Among the records that follow, how many lines include the string "PathBuf"? Only the number is wanted.

Saved data entries:

_ _ _ _ _ _ _

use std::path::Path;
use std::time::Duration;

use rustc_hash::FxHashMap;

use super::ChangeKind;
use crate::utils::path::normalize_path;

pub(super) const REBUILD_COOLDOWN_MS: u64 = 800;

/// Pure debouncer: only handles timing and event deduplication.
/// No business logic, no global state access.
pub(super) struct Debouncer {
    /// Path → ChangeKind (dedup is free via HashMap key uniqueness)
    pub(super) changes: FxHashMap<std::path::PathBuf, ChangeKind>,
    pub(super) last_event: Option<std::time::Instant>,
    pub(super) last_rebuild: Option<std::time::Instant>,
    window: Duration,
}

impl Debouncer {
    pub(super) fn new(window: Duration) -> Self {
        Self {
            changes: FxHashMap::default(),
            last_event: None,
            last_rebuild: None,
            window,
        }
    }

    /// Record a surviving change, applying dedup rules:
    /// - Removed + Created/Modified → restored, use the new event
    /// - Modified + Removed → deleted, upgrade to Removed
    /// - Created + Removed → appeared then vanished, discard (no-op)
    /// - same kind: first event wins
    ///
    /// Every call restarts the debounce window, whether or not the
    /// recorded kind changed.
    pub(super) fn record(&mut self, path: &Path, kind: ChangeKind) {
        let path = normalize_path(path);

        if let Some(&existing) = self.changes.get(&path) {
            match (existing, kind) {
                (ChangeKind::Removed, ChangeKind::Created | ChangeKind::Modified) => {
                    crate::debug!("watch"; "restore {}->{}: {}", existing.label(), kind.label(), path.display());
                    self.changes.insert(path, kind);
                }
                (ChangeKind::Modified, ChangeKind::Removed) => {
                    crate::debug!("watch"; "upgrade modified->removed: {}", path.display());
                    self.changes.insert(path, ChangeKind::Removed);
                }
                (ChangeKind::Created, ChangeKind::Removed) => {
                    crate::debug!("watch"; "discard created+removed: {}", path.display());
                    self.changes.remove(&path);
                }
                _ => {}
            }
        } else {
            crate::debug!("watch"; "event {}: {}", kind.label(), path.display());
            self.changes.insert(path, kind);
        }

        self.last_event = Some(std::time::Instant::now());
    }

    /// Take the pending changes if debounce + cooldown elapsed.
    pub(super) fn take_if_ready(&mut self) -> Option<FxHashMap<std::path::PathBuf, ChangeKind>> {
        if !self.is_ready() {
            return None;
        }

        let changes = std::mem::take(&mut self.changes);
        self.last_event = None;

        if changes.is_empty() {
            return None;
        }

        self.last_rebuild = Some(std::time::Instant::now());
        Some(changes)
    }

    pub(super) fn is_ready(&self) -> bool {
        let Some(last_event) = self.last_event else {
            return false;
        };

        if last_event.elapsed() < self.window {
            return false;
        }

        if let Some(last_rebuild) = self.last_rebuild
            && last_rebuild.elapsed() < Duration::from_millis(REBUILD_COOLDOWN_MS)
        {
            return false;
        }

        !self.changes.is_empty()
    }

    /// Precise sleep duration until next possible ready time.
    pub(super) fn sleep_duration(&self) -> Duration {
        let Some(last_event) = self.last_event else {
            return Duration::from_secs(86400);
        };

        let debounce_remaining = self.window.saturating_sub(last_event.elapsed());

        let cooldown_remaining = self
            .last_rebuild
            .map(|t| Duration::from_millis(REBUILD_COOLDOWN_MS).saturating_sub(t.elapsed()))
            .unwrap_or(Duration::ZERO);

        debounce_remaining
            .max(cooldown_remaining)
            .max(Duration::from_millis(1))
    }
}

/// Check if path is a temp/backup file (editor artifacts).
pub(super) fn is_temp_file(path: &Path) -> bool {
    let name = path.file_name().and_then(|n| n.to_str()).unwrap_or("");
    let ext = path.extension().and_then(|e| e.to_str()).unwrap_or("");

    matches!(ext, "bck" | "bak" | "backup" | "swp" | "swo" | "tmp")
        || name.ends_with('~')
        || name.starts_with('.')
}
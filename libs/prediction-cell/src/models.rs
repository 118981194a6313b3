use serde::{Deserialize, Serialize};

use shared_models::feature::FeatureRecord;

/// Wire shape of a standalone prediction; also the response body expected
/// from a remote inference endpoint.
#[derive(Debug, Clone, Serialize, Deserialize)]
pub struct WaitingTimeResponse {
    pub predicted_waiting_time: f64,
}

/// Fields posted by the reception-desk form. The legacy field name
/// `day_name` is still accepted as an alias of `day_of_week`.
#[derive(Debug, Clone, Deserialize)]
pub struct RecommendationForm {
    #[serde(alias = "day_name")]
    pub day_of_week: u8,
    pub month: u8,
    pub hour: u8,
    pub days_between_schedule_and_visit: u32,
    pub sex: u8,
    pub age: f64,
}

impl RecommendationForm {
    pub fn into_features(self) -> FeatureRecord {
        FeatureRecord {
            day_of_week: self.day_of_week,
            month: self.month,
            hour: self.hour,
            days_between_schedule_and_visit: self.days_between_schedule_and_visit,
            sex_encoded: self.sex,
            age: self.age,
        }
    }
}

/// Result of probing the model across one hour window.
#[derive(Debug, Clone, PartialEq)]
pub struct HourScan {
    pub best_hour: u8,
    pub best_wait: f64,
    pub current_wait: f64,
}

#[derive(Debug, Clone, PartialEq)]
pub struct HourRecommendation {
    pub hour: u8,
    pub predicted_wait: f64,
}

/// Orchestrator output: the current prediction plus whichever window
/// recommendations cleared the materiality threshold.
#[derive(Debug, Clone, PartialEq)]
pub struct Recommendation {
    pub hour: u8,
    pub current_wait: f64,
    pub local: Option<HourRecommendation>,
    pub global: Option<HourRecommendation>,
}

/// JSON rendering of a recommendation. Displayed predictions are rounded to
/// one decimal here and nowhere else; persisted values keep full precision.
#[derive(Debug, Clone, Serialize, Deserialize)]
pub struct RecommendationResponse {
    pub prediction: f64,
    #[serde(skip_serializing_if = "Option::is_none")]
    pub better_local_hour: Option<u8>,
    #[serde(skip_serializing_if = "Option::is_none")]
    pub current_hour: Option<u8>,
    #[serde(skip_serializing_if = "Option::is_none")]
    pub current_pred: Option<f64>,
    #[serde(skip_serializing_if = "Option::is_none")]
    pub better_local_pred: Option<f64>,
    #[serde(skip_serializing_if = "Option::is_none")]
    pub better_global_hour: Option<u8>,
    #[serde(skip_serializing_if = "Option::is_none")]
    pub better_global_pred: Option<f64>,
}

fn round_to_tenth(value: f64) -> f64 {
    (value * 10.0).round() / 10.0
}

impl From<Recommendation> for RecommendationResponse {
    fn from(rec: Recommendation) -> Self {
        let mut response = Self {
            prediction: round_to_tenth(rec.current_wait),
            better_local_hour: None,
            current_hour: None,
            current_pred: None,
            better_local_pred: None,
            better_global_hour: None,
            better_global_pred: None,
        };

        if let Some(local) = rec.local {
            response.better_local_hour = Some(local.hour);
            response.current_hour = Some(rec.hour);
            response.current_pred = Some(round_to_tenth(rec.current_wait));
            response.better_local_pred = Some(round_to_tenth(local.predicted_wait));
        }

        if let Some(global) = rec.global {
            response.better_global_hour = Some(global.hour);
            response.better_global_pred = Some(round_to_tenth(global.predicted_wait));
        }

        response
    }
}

_ _ _ _ _ _ _

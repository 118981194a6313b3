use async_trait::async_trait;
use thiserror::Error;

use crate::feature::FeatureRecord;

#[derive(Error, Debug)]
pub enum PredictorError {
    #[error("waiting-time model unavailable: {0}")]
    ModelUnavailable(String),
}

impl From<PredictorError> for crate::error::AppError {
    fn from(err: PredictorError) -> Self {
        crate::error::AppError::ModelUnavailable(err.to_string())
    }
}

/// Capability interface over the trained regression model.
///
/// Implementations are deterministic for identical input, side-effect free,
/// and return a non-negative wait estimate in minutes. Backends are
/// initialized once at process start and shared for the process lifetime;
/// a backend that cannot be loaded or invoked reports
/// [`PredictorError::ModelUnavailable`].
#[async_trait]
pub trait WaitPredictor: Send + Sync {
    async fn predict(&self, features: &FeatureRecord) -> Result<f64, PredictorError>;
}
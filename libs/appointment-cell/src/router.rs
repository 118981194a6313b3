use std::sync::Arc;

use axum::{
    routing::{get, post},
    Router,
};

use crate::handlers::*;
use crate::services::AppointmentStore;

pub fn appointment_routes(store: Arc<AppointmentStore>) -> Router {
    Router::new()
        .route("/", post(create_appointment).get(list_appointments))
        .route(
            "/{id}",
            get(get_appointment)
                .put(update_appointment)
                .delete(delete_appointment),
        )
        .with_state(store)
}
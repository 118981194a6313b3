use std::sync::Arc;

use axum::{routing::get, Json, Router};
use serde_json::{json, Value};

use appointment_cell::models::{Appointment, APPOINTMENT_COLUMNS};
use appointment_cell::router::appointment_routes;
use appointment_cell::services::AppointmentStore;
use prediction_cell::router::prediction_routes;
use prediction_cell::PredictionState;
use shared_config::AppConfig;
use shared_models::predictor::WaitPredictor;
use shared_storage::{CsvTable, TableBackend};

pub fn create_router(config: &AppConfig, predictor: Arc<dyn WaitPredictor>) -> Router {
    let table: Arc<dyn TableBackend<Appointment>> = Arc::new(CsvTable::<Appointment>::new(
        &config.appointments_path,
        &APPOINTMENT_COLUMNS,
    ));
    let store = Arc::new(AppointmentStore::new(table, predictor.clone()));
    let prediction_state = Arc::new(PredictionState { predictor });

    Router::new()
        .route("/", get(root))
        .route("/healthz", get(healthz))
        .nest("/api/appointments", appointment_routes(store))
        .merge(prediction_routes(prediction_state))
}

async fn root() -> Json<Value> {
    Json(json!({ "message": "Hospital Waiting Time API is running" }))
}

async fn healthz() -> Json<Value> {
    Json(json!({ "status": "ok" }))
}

_ _ _ _ _ _ _

#### COMPLETED EXERCISE:
2